Her brother recalled trying to convince Sanders that the neighbors weren’t spying on her, or that the police weren’t watching her house, but she could not be persuaded. Still, he never doubted that the boys were safe.

“I loved my nephews,” Harvey Sanders said. “I wouldn’t just put them aside if I believed they were in danger.”

Shalea, who spent the most time with her mother, didn’t see as many signs of illness as her uncle and grandmother did. But there were moments that made her wonder.

Sanders came to believe a young woman who lived with them for a time was poisoning their food, Shalea said. She developed a fascination with license plates, and every time they’d drive together, she would point out the significance of the numbers, which she said matched family members’ birth dates and death dates.

In January 2017, Brito was arrested at a Brockton gas station and charged with selling drugs, leaving Sanders to parent the younger kids alone, her illness accelerating.
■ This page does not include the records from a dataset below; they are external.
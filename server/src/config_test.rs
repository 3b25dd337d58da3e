use super::*;

// =============================================================================
// parse_port
// =============================================================================

#[test]
fn port_defaults_when_unset_or_blank() {
    assert_eq!(parse_port(None), Ok(DEFAULT_PORT));
    assert_eq!(parse_port(Some("  ")), Ok(DEFAULT_PORT));
}

#[test]
fn port_parses_trimmed_value() {
    assert_eq!(parse_port(Some(" 8080 ")), Ok(8080));
}

#[test]
fn port_rejects_garbage_and_zero() {
    assert_eq!(parse_port(Some("eighty")), Err(ConfigError::InvalidPort("eighty".to_owned())));
    assert_eq!(parse_port(Some("70000")), Err(ConfigError::InvalidPort("70000".to_owned())));
    assert_eq!(parse_port(Some("0")), Err(ConfigError::InvalidPort("0".to_owned())));
}

#[test]
fn invalid_port_display_quotes_value() {
    let err = ConfigError::InvalidPort("abc".to_owned());
    assert_eq!(err.to_string(), "invalid PORT: \"abc\"");
}

// =============================================================================
// parse_api_url
// =============================================================================

#[test]
fn api_url_defaults_to_same_origin() {
    assert_eq!(parse_api_url(None), "/api");
    assert_eq!(parse_api_url(Some("")), "/api");
}

#[test]
fn api_url_strips_trailing_slash() {
    assert_eq!(parse_api_url(Some("https://api.ipce.example/v1/")), "https://api.ipce.example/v1");
}

#[test]
fn api_config_carries_base_url() {
    let cfg = ServerConfig { port: 3000, api_url: "https://api.ipce.example".to_owned() };
    assert_eq!(cfg.api_config().endpoint("users/logout"), "https://api.ipce.example/users/logout");
}
//! Wire DTOs exchanged with the remote user API.

#[cfg(test)]
#[path = "types_test.rs"]
mod types_test;

use serde::{Deserialize, Serialize};

/// The authenticated identity as stored by the login flow.
#[derive(Clone, Debug, PartialEq, Eq, Serialize, Deserialize)]
#[serde(rename_all = "camelCase")]
pub struct Session {
    /// Display name; the avatar shows its first character.
    pub username: String,
    /// Whether the account finished email verification.
    #[serde(default)]
    pub is_verified: bool,
}

/// Error body returned by the API on non-2xx responses.
#[derive(Clone, Debug, PartialEq, Eq, Deserialize)]
pub struct ErrorBody {
    #[serde(default)]
    pub message: Option<String>,
}

/// Extract a non-blank `message` from a raw error body, if it is JSON.
pub fn error_message(body: &str) -> Option<String> {
    let parsed: ErrorBody = serde_json::from_str(body).ok()?;
    parsed.message.filter(|m| !m.trim().is_empty())
}
use super::*;

// =============================================================
// is_compact
// =============================================================

#[test]
fn threshold_itself_is_not_compact() {
    assert!(!is_compact(0.0));
    assert!(!is_compact(20.0));
}

#[test]
fn just_past_threshold_is_compact() {
    assert!(is_compact(20.5));
    assert!(is_compact(21.0));
    assert!(is_compact(4000.0));
}

// =============================================================
// HeaderState
// =============================================================

#[test]
fn header_state_default_is_expanded_and_closed() {
    let state = HeaderState::default();
    assert!(!state.compact);
    assert!(!state.menu_open);
}

#[test]
fn scrolling_past_threshold_toggles_once() {
    let mut state = HeaderState::default();
    let changes = (0..=21)
        .map(f64::from)
        .filter(|&y| state.observe_scroll(y))
        .count();
    assert_eq!(changes, 1);
    assert!(state.compact);
}

#[test]
fn scrolling_back_below_threshold_reverts() {
    let mut state = HeaderState::default();
    assert!(state.observe_scroll(21.0));
    assert!(state.observe_scroll(19.0));
    assert!(!state.compact);
}

#[test]
fn repeated_offsets_on_same_side_report_no_change() {
    let mut state = HeaderState::default();
    assert!(state.observe_scroll(100.0));
    assert!(!state.observe_scroll(250.0));
    assert!(!state.observe_scroll(21.0));
}

#[test]
fn even_number_of_toggles_restores_menu() {
    let mut state = HeaderState::default();
    for _ in 0..4 {
        state.toggle_menu();
    }
    assert!(!state.menu_open);
    state.toggle_menu();
    assert!(state.menu_open);
}

#[test]
fn menu_and_scroll_are_independent() {
    let mut state = HeaderState::default();
    state.toggle_menu();
    state.observe_scroll(300.0);
    assert!(state.menu_open);
    state.toggle_menu();
    assert!(state.compact);
}

#[test]
fn header_class_switches_density() {
    let relaxed = HeaderState::default().header_class();
    let compact = HeaderState { compact: true, menu_open: false }.header_class();
    assert!(relaxed.contains("py-5"));
    assert!(compact.contains("py-3"));
    assert!(compact.contains("backdrop-blur-md"));
}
A few months later, Sanders showed up at Shalea’s place in a panic. She said somebody was trying to kill Shalea and begged her daughter to leave with her.

“She was crying tears, and I barely ever saw her cry,” Shalea recalled. “She said, ‘They’re gonna get you!’ and I said, ‘Who are you talking about? Did you take something?’”

None of the people who loved Sanders could have imagined what all of this would add up to. Her episodes were sometimes troubling, but they always passed.

And even if her family had appreciated the urgency of the situation, what could they have done for her before it was too late? Anyone who has tried to get help for someone with mental illness — including those with plenty of time, money, and resources — knows how difficult it is to navigate the system, even when someone is willing to accept help. And Sanders was not willing.

By the time she killed Marlon and La’son, her illness had careened far beyond anything her family had ever seen. Afterwards, when she was sitting in an interrogation room at the Brockton Police Department, it would become clear just how far over the edge Sanders had fallen.